◆ What needs to be done:
Read the records and write them out again exactly.

+++

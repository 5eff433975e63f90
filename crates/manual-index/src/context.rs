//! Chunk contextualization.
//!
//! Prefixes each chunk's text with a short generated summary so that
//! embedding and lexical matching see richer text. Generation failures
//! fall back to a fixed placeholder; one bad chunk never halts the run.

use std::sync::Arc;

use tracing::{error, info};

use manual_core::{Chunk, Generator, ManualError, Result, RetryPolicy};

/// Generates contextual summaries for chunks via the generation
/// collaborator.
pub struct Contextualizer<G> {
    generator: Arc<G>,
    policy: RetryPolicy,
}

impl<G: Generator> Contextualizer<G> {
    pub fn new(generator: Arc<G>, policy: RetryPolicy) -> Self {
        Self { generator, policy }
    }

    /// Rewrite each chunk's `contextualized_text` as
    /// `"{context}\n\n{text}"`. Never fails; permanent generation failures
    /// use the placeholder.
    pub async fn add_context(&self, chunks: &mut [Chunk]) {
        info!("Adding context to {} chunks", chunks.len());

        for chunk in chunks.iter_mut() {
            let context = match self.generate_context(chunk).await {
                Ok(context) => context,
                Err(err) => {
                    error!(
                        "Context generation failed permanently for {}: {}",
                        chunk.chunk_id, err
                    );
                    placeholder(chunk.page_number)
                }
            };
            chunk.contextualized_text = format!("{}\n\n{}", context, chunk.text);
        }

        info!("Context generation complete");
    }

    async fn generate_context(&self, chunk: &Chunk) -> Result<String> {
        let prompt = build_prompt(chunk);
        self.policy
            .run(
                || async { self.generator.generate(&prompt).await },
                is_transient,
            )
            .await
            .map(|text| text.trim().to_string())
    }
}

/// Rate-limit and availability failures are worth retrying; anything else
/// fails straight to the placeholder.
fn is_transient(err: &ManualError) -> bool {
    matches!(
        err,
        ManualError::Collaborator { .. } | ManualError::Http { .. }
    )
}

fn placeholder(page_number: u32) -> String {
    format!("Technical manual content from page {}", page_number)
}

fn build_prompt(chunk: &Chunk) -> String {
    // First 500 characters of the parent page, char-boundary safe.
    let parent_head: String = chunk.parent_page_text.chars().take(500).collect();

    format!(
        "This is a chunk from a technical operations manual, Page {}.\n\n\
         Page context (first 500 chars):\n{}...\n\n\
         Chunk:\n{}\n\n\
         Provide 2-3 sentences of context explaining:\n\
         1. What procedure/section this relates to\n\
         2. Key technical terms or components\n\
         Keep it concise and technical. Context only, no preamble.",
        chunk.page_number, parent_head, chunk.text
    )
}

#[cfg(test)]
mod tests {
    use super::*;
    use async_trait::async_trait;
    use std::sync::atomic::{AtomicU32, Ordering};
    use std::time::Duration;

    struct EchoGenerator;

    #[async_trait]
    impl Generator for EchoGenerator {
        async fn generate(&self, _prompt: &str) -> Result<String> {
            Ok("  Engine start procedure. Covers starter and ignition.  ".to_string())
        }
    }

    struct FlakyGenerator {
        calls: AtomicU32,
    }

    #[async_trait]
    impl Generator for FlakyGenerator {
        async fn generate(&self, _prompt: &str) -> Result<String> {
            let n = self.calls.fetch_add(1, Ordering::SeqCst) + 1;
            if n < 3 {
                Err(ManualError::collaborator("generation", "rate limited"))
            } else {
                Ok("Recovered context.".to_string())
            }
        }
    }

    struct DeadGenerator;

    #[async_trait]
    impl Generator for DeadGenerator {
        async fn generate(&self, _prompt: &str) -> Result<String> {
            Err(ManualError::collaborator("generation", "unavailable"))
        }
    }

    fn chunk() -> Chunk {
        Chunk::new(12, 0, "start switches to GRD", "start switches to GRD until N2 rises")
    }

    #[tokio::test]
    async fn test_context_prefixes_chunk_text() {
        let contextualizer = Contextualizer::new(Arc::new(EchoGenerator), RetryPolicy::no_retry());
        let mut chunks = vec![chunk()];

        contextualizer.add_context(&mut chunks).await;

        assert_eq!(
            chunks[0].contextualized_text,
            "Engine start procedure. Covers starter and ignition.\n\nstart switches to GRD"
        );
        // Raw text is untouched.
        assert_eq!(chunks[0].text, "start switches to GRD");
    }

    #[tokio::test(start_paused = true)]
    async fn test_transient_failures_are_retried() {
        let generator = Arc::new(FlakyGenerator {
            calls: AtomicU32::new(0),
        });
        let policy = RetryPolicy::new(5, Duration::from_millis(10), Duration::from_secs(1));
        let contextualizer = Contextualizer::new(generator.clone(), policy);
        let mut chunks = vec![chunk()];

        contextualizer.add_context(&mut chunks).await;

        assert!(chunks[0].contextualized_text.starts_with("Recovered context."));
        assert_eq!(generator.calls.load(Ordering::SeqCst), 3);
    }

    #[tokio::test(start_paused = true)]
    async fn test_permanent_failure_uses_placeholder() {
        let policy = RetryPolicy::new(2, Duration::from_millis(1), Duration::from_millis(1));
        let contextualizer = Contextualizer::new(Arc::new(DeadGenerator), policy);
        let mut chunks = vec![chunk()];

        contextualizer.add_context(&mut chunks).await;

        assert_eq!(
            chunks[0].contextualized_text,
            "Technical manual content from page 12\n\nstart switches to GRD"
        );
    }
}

+++

◆ Written solution:
repository 5eff433975e63f90
filename crates/manual-index/src/context.rs
//! Chunk contextualization.
//!
//! Prefixes each chunk's text with a short generated summary so that
//! embedding and lexical matching see richer text. Generation failures
//! fall back to a fixed placeholder; one bad chunk never halts the run.

use std::sync::Arc;

use tracing::{error, info};

use manual_core::{Chunk, Generator, ManualError, Result, RetryPolicy};

/// Generates contextual summaries for chunks via the generation
/// collaborator.
pub struct Contextualizer<G> {
    generator: Arc<G>,
    policy: RetryPolicy,
}

impl<G: Generator> Contextualizer<G> {
    pub fn new(generator: Arc<G>, policy: RetryPolicy) -> Self {
        Self { generator, policy }
    }

    /// Rewrite each chunk's `contextualized_text` as
    /// `"{context}\n\n{text}"`. Never fails; permanent generation failures
    /// use the placeholder.
    pub async fn add_context(&self, chunks: &mut [Chunk]) {
        info!("Adding context to {} chunks", chunks.len());

        for chunk in chunks.iter_mut() {
            let context = match self.generate_context(chunk).await {
                Ok(context) => context,
                Err(err) => {
                    error!(
                        "Context generation failed permanently for {}: {}",
                        chunk.chunk_id, err
                    );
                    placeholder(chunk.page_number)
                }
            };
            chunk.contextualized_text = format!("{}\n\n{}", context, chunk.text);
        }

        info!("Context generation complete");
    }

    async fn generate_context(&self, chunk: &Chunk) -> Result<String> {
        let prompt = build_prompt(chunk);
        self.policy
            .run(
                || async { self.generator.generate(&prompt).await },
                is_transient,
            )
            .await
            .map(|text| text.trim().to_string())
    }
}

/// Rate-limit and availability failures are worth retrying; anything else
/// fails straight to the placeholder.
fn is_transient(err: &ManualError) -> bool {
    matches!(
        err,
        ManualError::Collaborator { .. } | ManualError::Http { .. }
    )
}

fn placeholder(page_number: u32) -> String {
    format!("Technical manual content from page {}", page_number)
}

fn build_prompt(chunk: &Chunk) -> String {
    // First 500 characters of the parent page, char-boundary safe.
    let parent_head: String = chunk.parent_page_text.chars().take(500).collect();

    format!(
        "This is a chunk from a technical operations manual, Page {}.\n\n\
         Page context (first 500 chars):\n{}...\n\n\
         Chunk:\n{}\n\n\
         Provide 2-3 sentences of context explaining:\n\
         1. What procedure/section this relates to\n\
         2. Key technical terms or components\n\
         Keep it concise and technical. Context only, no preamble.",
        chunk.page_number, parent_head, chunk.text
    )
}

#[cfg(test)]
mod tests {
    use super::*;
    use async_trait::async_trait;
    use std::sync::atomic::{AtomicU32, Ordering};
    use std::time::Duration;

    struct EchoGenerator;

    #[async_trait]
    impl Generator for EchoGenerator {
        async fn generate(&self, _prompt: &str) -> Result<String> {
            Ok("  Engine start procedure. Covers starter and ignition.  ".to_string())
        }
    }

    struct FlakyGenerator {
        calls: AtomicU32,
    }

    #[async_trait]
    impl Generator for FlakyGenerator {
        async fn generate(&self, _prompt: &str) -> Result<String> {
            let n = self.calls.fetch_add(1, Ordering::SeqCst) + 1;
            if n < 3 {
                Err(ManualError::collaborator("generation", "rate limited"))
            } else {
                Ok("Recovered context.".to_string())
            }
        }
    }

    struct DeadGenerator;

    #[async_trait]
    impl Generator for DeadGenerator {
        async fn generate(&self, _prompt: &str) -> Result<String> {
            Err(ManualError::collaborator("generation", "unavailable"))
        }
    }

    fn chunk() -> Chunk {
        Chunk::new(12, 0, "start switches to GRD", "start switches to GRD until N2 rises")
    }

    #[tokio::test]
    async fn test_context_prefixes_chunk_text() {
        let contextualizer = Contextualizer::new(Arc::new(EchoGenerator), RetryPolicy::no_retry());
        let mut chunks = vec![chunk()];

        contextualizer.add_context(&mut chunks).await;

        assert_eq!(
            chunks[0].contextualized_text,
            "Engine start procedure. Covers starter and ignition.\n\nstart switches to GRD"
        );
        // Raw text is untouched.
        assert_eq!(chunks[0].text, "start switches to GRD");
    }

    #[tokio::test(start_paused = true)]
    async fn test_transient_failures_are_retried() {
        let generator = Arc::new(FlakyGenerator {
            calls: AtomicU32::new(0),
        });
        let policy = RetryPolicy::new(5, Duration::from_millis(10), Duration::from_secs(1));
        let contextualizer = Contextualizer::new(generator.clone(), policy);
        let mut chunks = vec![chunk()];

        contextualizer.add_context(&mut chunks).await;

        assert!(chunks[0].contextualized_text.starts_with("Recovered context."));
        assert_eq!(generator.calls.load(Ordering::SeqCst), 3);
    }

    #[tokio::test(start_paused = true)]
    async fn test_permanent_failure_uses_placeholder() {
        let policy = RetryPolicy::new(2, Duration::from_millis(1), Duration::from_millis(1));
        let contextualizer = Contextualizer::new(Arc::new(DeadGenerator), policy);
        let mut chunks = vec![chunk()];

        contextualizer.add_context(&mut chunks).await;

        assert_eq!(
            chunks[0].contextualized_text,
            "Technical manual content from page 12\n\nstart switches to GRD"
        );
    }
}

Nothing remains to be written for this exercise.